Your method (dilution E for 6 minutes at EI 200) sounds about right if the time for dilution B at EI 400 is 6:30, which I have gathered that it is from Ilford's recommended time using their Ilfotec HC (which is near identical to HC-110 IME). Sounds like it would be very close to a time published by Kodak for dilution E, if there was such a thing. (Is there? I have never seen it.) 6 minutes is probably just about the starting time I would extrapolate for an initial test if I wanted to use Tri-X at EI 200 and HC-110 dilution E.
2F/2F
"Truth and love are my law and worship. Form and conscience are my manifestation and guide. Nature and peace are my shelter and companions. Order is my attitude. Beauty and perfection are my attack."

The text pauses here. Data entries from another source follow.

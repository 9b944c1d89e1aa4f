#![cfg(feature = "http_api")]

use axum::{
    body::{self, Body},
    http::{Request, StatusCode},
};
use chrono::{Duration, Utc};
use schedule_store::{
    Database, NewSchedule, Schedule, ScheduleFilter, ScheduleId, ScheduleStore, ScheduleUpdate,
    SqliteTaskStore, StoreError, StoreResult, Task, http_api,
};
use std::sync::Arc;
use serde_json::{Value, json};
use tower::util::ServiceExt;

fn new_router() -> axum::Router {
    let db = Database::open_in_memory().unwrap();
    http_api::router(http_api::AppState::new(db))
}

fn in_ms(ms: i64) -> String {
    (Utc::now() + Duration::milliseconds(ms)).to_rfc3339()
}

async fn send(app: &axum::Router, method: &str, uri: &str, body: Option<Value>) -> (StatusCode, Value) {
    let mut request = Request::builder().method(method).uri(uri);
    let body = match body {
        Some(value) => {
            request = request.header("content-type", "application/json");
            Body::from(serde_json::to_vec(&value).unwrap())
        }
        None => Body::empty(),
    };
    let response = app
        .clone()
        .oneshot(request.body(body).unwrap())
        .await
        .unwrap();
    let status = response.status();
    let bytes = body::to_bytes(response.into_body(), usize::MAX)
        .await
        .unwrap();
    let value = if bytes.is_empty() {
        Value::Null
    } else {
        serde_json::from_slice(&bytes).unwrap()
    };
    (status, value)
}

#[tokio::test]
async fn schedule_lifecycle_via_http_api() {
    let app = new_router();

    let (status, body) = send(
        &app,
        "POST",
        "/schedule",
        Some(json!({
            "account_id": 1,
            "agent_id": null,
            "start_time": in_ms(5_000),
            "tasks": [{ "type": "break", "duration": null, "start_time": null, "account_id": 1 }],
            "end_time": null
        })),
    )
    .await;
    assert_eq!(status, StatusCode::CREATED);
    let created: Schedule = serde_json::from_value(body.clone()).unwrap();
    assert_eq!(created.tasks.len(), 1);
    assert_eq!(body["tasks"][0]["type"], json!("break"));
    assert_eq!(body["tasks"][0]["account_id"], json!(1));
    assert_eq!(body["agent_id"], Value::Null);

    let (status, fetched) = send(&app, "GET", &format!("/schedule/{}", created.id), None).await;
    assert_eq!(status, StatusCode::OK);
    assert_eq!(fetched, body);

    let task_id = created.tasks[0].id;
    let (status, _) = send(&app, "DELETE", &format!("/schedule/{}", created.id), None).await;
    assert_eq!(status, StatusCode::OK);

    let (status, body) = send(&app, "GET", &format!("/task/{task_id}"), None).await;
    assert_eq!(status, StatusCode::NOT_FOUND);
    assert_eq!(body["error"], json!("not_found"));
}

#[tokio::test]
async fn past_start_time_returns_pointer() {
    let app = new_router();
    let (status, body) = send(
        &app,
        "POST",
        "/schedule",
        Some(json!({
            "account_id": 1,
            "start_time": in_ms(-10_000),
            "tasks": [{ "type": "break" }]
        })),
    )
    .await;
    assert_eq!(status, StatusCode::BAD_REQUEST);
    assert_eq!(body["error"], json!("invalid_request"));
    assert_eq!(body["errors"][0]["instancePath"], json!("/start_time"));
    assert_eq!(body["errors"][0]["message"], json!("must not be in the past"));

    let (_, listed) = send(&app, "GET", "/schedule", None).await;
    assert_eq!(listed, json!([]));
}

#[tokio::test]
async fn empty_or_missing_tasks_are_bad_requests() {
    let app = new_router();
    let (status, body) = send(
        &app,
        "POST",
        "/schedule",
        Some(json!({ "account_id": 1, "start_time": in_ms(10_000), "tasks": [] })),
    )
    .await;
    assert_eq!(status, StatusCode::BAD_REQUEST);
    assert_eq!(body["errors"][0]["instancePath"], json!("/tasks"));

    let (status, body) = send(
        &app,
        "POST",
        "/schedule",
        Some(json!({ "account_id": 1, "start_time": in_ms(10_000) })),
    )
    .await;
    assert_eq!(status, StatusCode::BAD_REQUEST);
    assert!(body["message"].as_str().unwrap_or_default().contains("tasks"));
}

#[tokio::test]
async fn unknown_task_type_is_rejected() {
    let app = new_router();
    let (status, body) = send(
        &app,
        "POST",
        "/schedule",
        Some(json!({ "account_id": 1, "start_time": in_ms(10_000), "tasks": [{ "type": "nap" }] })),
    )
    .await;
    assert_eq!(status, StatusCode::BAD_REQUEST);
    assert_eq!(body["error"], json!("invalid_request"));
}

#[tokio::test]
async fn update_schedule_via_http_api() {
    let app = new_router();
    let (_, body) = send(
        &app,
        "POST",
        "/schedule",
        Some(json!({ "account_id": 1, "start_time": in_ms(10_000), "tasks": [{ "type": "break" }] })),
    )
    .await;
    let original: Schedule = serde_json::from_value(body).unwrap();

    let new_start = (original.start_time + Duration::milliseconds(15_000)).to_rfc3339();
    let (status, body) = send(
        &app,
        "PUT",
        &format!("/schedule/{}", original.id),
        Some(json!({
            "start_time": new_start,
            "tasks": [{ "id": original.tasks[0].id, "type": "work" }]
        })),
    )
    .await;
    assert_eq!(status, StatusCode::OK);
    let updated: Schedule = serde_json::from_value(body).unwrap();
    assert_eq!(
        updated.start_time,
        original.start_time + Duration::milliseconds(15_000)
    );
    assert_eq!(updated.tasks.len(), 1);
    assert_eq!(updated.tasks[0].id, original.tasks[0].id);
    assert_eq!(updated.tasks[0].task_type, schedule_store::TaskType::Work);

    let (status, _) = send(
        &app,
        "PUT",
        &format!("/schedule/{}", original.id),
        Some(json!({ "start_time": in_ms(-10_000) })),
    )
    .await;
    assert_eq!(status, StatusCode::BAD_REQUEST);
}

#[tokio::test]
async fn unknown_ids_are_not_found() {
    let app = new_router();
    let missing = uuid_like();
    for uri in [
        format!("/schedule/{missing}"),
        format!("/task/{missing}"),
        "/schedule/later".to_string(),
    ] {
        let (status, _) = send(&app, "GET", &uri, None).await;
        assert_eq!(status, StatusCode::NOT_FOUND, "{uri}");
    }

    let (status, _) = send(
        &app,
        "PUT",
        &format!("/schedule/{missing}"),
        Some(json!({ "agent_id": 2 })),
    )
    .await;
    assert_eq!(status, StatusCode::NOT_FOUND);

    let (status, _) = send(&app, "DELETE", &format!("/task/{missing}"), None).await;
    assert_eq!(status, StatusCode::NOT_FOUND);
}

#[tokio::test]
async fn task_lifecycle_via_http_api() {
    let app = new_router();
    let (_, body) = send(
        &app,
        "POST",
        "/schedule",
        Some(json!({ "account_id": 3, "start_time": in_ms(10_000), "tasks": [{ "type": "break" }] })),
    )
    .await;
    let schedule: Schedule = serde_json::from_value(body).unwrap();

    let (status, body) = send(
        &app,
        "POST",
        "/task",
        Some(json!({ "schedule_id": schedule.id, "type": "work" })),
    )
    .await;
    assert_eq!(status, StatusCode::CREATED);
    let task: Task = serde_json::from_value(body.clone()).unwrap();
    assert_eq!(task.account_id, 3);
    assert_eq!(body["schedule"]["id"], json!(schedule.id));

    let (status, body) = send(
        &app,
        "PUT",
        &format!("/task/{}", task.id),
        Some(json!({ "type": "break", "duration": 200 })),
    )
    .await;
    assert_eq!(status, StatusCode::OK);
    assert_eq!(body["type"], json!("break"));
    assert_eq!(body["duration"], json!(200));

    let (status, body) = send(&app, "GET", &format!("/task?schedule_id={}", schedule.id), None).await;
    assert_eq!(status, StatusCode::OK);
    assert_eq!(body.as_array().map(Vec::len), Some(2));

    let (status, _) = send(&app, "DELETE", &format!("/task/{}", task.id), None).await;
    assert_eq!(status, StatusCode::OK);
    let (status, _) = send(&app, "GET", &format!("/task/{}", task.id), None).await;
    assert_eq!(status, StatusCode::NOT_FOUND);

    let (status, _) = send(
        &app,
        "POST",
        "/task",
        Some(json!({ "schedule_id": uuid_like(), "type": "work" })),
    )
    .await;
    assert_eq!(status, StatusCode::NOT_FOUND);
}

#[tokio::test]
async fn health_reports_ok() {
    let app = new_router();
    let (status, body) = send(&app, "GET", "/health", None).await;
    assert_eq!(status, StatusCode::OK);
    assert_eq!(body, json!({ "status": "ok" }));
}

fn uuid_like() -> String {
    schedule_store::ScheduleId::new().to_string()
}

struct BrokenSchedules;

fn storage_failure() -> StoreError {
    StoreError::Storage(rusqlite::Error::InvalidColumnName("secret_column".into()))
}

impl ScheduleStore for BrokenSchedules {
    fn find(&self, _id: ScheduleId) -> StoreResult<Option<Schedule>> {
        Err(storage_failure())
    }

    fn find_all(&self, _filter: &ScheduleFilter) -> StoreResult<Vec<Schedule>> {
        Err(storage_failure())
    }

    fn create(&self, _input: NewSchedule) -> StoreResult<Schedule> {
        Err(storage_failure())
    }

    fn update(&self, _id: ScheduleId, _update: ScheduleUpdate) -> StoreResult<Schedule> {
        Err(storage_failure())
    }

    fn delete(&self, _id: ScheduleId) -> StoreResult<Schedule> {
        Err(storage_failure())
    }
}

#[tokio::test]
async fn storage_failures_hide_driver_details() {
    let db = Database::open_in_memory().unwrap();
    let state = http_api::AppState::with_stores(
        Arc::new(BrokenSchedules),
        Arc::new(SqliteTaskStore::new(db)),
    );
    let app = http_api::router(state);

    let (status, body) = send(&app, "GET", "/schedule", None).await;
    assert_eq!(status, StatusCode::INTERNAL_SERVER_ERROR);
    assert_eq!(body["error"], "internal_error");
    assert_eq!(body["message"], "internal error");
    assert!(!body.to_string().contains("secret_column"));
}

- Rob Tyner (1944 - 1991) -
 Originally Posted by Henry Alive Film: TX400, 35 mm.
EI 200
Pre-washed: Water, during 1 minute of constant agitation.

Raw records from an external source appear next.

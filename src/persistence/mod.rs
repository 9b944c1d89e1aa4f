//! SQLite backing store shared by [`crate::SqliteScheduleStore`] and
//! [`crate::SqliteTaskStore`].

pub(crate) mod rows;

use crate::error::StoreResult;
use chrono::{DateTime, Utc};
use parking_lot::Mutex;
use rusqlite::types::{FromSqlError, Type};
use rusqlite::{Connection, Transaction, TransactionBehavior};
use std::path::Path;
use std::sync::Arc;

/// Handle to the relational backend. Clones share one connection.
///
/// The connection sits behind a mutex and every operation runs inside its own
/// transaction, so a caller never observes a half-written aggregate.
#[derive(Clone)]
pub struct Database {
    connection: Arc<Mutex<Connection>>,
}

impl Database {
    pub fn open<P: AsRef<Path>>(path: P) -> StoreResult<Self> {
        let connection = Connection::open(path.as_ref())?;
        tracing::debug!(path = %path.as_ref().display(), "opened sqlite database");
        Self::from_connection(connection)
    }

    pub fn open_in_memory() -> StoreResult<Self> {
        Self::from_connection(Connection::open_in_memory()?)
    }

    fn from_connection(connection: Connection) -> StoreResult<Self> {
        Self::initialize_schema(&connection)?;
        Ok(Self {
            connection: Arc::new(Mutex::new(connection)),
        })
    }

    fn initialize_schema(connection: &Connection) -> StoreResult<()> {
        let ddl = r#"
            PRAGMA foreign_keys = ON;
            CREATE TABLE IF NOT EXISTS schedules (
                id TEXT PRIMARY KEY NOT NULL,
                account_id INTEGER NOT NULL CHECK (account_id >= 1),
                agent_id INTEGER CHECK (agent_id IS NULL OR agent_id >= 0),
                start_time INTEGER NOT NULL,
                end_time INTEGER
            );
            CREATE INDEX IF NOT EXISTS schedules_start_time_idx
                ON schedules (start_time DESC);
            CREATE TABLE IF NOT EXISTS tasks (
                id TEXT PRIMARY KEY NOT NULL,
                account_id INTEGER NOT NULL,
                schedule_id TEXT NOT NULL REFERENCES schedules (id) ON DELETE CASCADE,
                type TEXT NOT NULL CHECK (type IN ('break', 'work')),
                start_time INTEGER,
                duration INTEGER CHECK (duration IS NULL OR duration >= 0)
            );
            CREATE INDEX IF NOT EXISTS tasks_schedule_id_idx ON tasks (schedule_id);
        "#;
        connection.execute_batch(ddl)?;
        Ok(())
    }

    /// Runs `f` in a deferred transaction. Nothing is written, so the
    /// transaction is simply dropped afterwards.
    pub(crate) fn read<T, F>(&self, f: F) -> StoreResult<T>
    where
        F: FnOnce(&Transaction<'_>) -> StoreResult<T>,
    {
        let mut conn = self.connection.lock();
        let tx = conn.transaction_with_behavior(TransactionBehavior::Deferred)?;
        f(&tx)
    }

    /// Runs `f` in an immediate transaction, committing only when it returns `Ok`.
    ///
    /// Any error rolls the whole unit back when the transaction is dropped.
    pub(crate) fn write<T, F>(&self, f: F) -> StoreResult<T>
    where
        F: FnOnce(&Transaction<'_>) -> StoreResult<T>,
    {
        let mut conn = self.connection.lock();
        let tx = conn.transaction_with_behavior(TransactionBehavior::Immediate)?;
        let value = f(&tx)?;
        tx.commit()?;
        Ok(value)
    }
}

pub(crate) fn timestamp_to_sql(value: DateTime<Utc>) -> i64 {
    value.timestamp_millis()
}

pub(crate) fn timestamp_from_sql(column: usize, millis: i64) -> rusqlite::Result<DateTime<Utc>> {
    DateTime::from_timestamp_millis(millis).ok_or_else(|| {
        rusqlite::Error::FromSqlConversionFailure(
            column,
            Type::Integer,
            Box::new(FromSqlError::OutOfRange(millis)),
        )
    })
}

Developer: HC110 (E- 1:47)
Developed two rolls of film, continuous agitation during the first 30 seconds, and then 5 times each 30 seconds.
Time of developing: 6 minutes.
Temperature: 20ªC. This is the recipe I've used to process all my
Tri-X (thousands of 120 rolls) over the years.
An old photographer passed it on to me, but
described it as 5/8 ounce of HC110 syrup into
900 ml of water. I just now did the ratio, and
found that (surprise) it works out to 1:47.
I agree, the recipe gives great results -- plenty
of shadow detail without cooked highlights.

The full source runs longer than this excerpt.